Segment Open

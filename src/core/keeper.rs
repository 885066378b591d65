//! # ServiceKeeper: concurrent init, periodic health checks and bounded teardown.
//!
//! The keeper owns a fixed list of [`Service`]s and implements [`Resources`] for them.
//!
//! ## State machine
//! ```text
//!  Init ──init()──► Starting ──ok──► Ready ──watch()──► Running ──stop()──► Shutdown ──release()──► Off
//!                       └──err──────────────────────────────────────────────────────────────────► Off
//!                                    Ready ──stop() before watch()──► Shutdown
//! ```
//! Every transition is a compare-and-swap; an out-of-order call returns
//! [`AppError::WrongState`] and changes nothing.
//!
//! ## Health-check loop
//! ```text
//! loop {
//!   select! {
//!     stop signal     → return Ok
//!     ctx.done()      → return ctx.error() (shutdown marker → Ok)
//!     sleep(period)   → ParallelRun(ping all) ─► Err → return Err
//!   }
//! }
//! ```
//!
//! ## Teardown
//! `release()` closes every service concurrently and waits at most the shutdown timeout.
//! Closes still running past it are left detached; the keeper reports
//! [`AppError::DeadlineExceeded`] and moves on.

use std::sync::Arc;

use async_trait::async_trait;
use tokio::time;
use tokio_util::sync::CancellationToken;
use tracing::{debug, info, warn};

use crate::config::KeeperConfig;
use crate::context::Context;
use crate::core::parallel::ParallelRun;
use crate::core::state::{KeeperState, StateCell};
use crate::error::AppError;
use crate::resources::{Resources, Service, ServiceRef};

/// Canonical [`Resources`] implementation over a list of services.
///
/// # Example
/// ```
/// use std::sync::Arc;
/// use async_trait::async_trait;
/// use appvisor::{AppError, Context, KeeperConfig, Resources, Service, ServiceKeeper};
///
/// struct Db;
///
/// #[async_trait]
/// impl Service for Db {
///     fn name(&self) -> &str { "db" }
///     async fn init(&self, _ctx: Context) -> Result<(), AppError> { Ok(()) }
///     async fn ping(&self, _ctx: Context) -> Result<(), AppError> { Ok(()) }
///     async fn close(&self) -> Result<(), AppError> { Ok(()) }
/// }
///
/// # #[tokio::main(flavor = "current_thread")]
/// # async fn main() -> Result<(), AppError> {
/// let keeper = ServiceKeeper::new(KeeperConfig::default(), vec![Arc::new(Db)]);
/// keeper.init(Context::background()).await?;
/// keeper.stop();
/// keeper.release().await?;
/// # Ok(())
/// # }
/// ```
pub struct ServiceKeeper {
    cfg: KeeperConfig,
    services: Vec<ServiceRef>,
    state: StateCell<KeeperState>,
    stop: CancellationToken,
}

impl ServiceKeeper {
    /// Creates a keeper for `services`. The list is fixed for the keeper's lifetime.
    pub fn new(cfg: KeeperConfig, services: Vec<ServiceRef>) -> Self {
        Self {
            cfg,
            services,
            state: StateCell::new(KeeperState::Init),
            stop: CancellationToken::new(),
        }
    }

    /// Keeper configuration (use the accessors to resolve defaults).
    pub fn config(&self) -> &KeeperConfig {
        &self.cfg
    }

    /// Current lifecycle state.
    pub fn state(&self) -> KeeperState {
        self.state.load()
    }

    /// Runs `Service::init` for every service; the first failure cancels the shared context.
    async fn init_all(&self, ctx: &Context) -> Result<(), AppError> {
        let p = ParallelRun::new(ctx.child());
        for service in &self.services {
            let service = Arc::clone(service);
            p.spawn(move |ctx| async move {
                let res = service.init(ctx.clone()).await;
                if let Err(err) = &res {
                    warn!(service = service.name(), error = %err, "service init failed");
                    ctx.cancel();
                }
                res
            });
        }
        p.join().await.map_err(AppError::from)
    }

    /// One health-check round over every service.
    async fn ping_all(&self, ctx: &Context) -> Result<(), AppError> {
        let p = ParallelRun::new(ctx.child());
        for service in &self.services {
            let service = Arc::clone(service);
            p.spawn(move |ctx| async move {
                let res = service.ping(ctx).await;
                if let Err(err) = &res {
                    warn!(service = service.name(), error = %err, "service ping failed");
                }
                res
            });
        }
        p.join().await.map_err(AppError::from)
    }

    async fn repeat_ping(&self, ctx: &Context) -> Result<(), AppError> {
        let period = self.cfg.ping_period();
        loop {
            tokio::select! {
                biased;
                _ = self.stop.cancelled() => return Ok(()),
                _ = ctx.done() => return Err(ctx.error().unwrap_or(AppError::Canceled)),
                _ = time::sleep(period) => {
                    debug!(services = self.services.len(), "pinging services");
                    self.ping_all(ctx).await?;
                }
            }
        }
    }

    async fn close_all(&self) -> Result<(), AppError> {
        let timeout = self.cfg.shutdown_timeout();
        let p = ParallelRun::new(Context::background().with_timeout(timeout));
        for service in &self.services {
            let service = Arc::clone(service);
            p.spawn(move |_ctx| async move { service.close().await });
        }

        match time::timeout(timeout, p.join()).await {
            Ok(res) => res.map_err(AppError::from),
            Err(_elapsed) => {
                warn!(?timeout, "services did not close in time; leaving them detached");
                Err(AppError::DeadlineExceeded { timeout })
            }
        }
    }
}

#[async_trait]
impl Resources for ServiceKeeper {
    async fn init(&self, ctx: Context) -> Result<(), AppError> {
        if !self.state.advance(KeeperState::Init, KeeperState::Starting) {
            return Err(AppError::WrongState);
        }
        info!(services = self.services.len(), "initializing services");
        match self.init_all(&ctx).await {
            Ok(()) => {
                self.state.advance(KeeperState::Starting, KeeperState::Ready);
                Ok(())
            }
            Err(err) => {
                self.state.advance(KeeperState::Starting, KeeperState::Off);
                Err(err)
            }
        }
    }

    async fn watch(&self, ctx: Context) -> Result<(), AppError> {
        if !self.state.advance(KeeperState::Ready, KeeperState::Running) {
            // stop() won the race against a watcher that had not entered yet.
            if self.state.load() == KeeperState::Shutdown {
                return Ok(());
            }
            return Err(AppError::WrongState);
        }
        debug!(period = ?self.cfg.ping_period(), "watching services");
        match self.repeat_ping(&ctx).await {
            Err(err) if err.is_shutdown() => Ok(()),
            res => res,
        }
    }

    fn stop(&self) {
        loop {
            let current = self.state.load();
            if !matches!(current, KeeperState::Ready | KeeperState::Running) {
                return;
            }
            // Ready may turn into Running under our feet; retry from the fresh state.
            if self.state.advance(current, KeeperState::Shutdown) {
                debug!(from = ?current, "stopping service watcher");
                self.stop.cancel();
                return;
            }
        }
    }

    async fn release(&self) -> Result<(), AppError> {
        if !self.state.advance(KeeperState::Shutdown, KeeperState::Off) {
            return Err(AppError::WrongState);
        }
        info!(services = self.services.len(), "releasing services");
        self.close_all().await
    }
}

Segment Closed

- _PROBLEM_
Pick out the lines above containing the word "detached", then copy them.

- _SOLUTION TO THIS TASK_
//! Closes still running past it are left detached; the keeper reports
                warn!(?timeout, "services did not close in time; leaving them detached");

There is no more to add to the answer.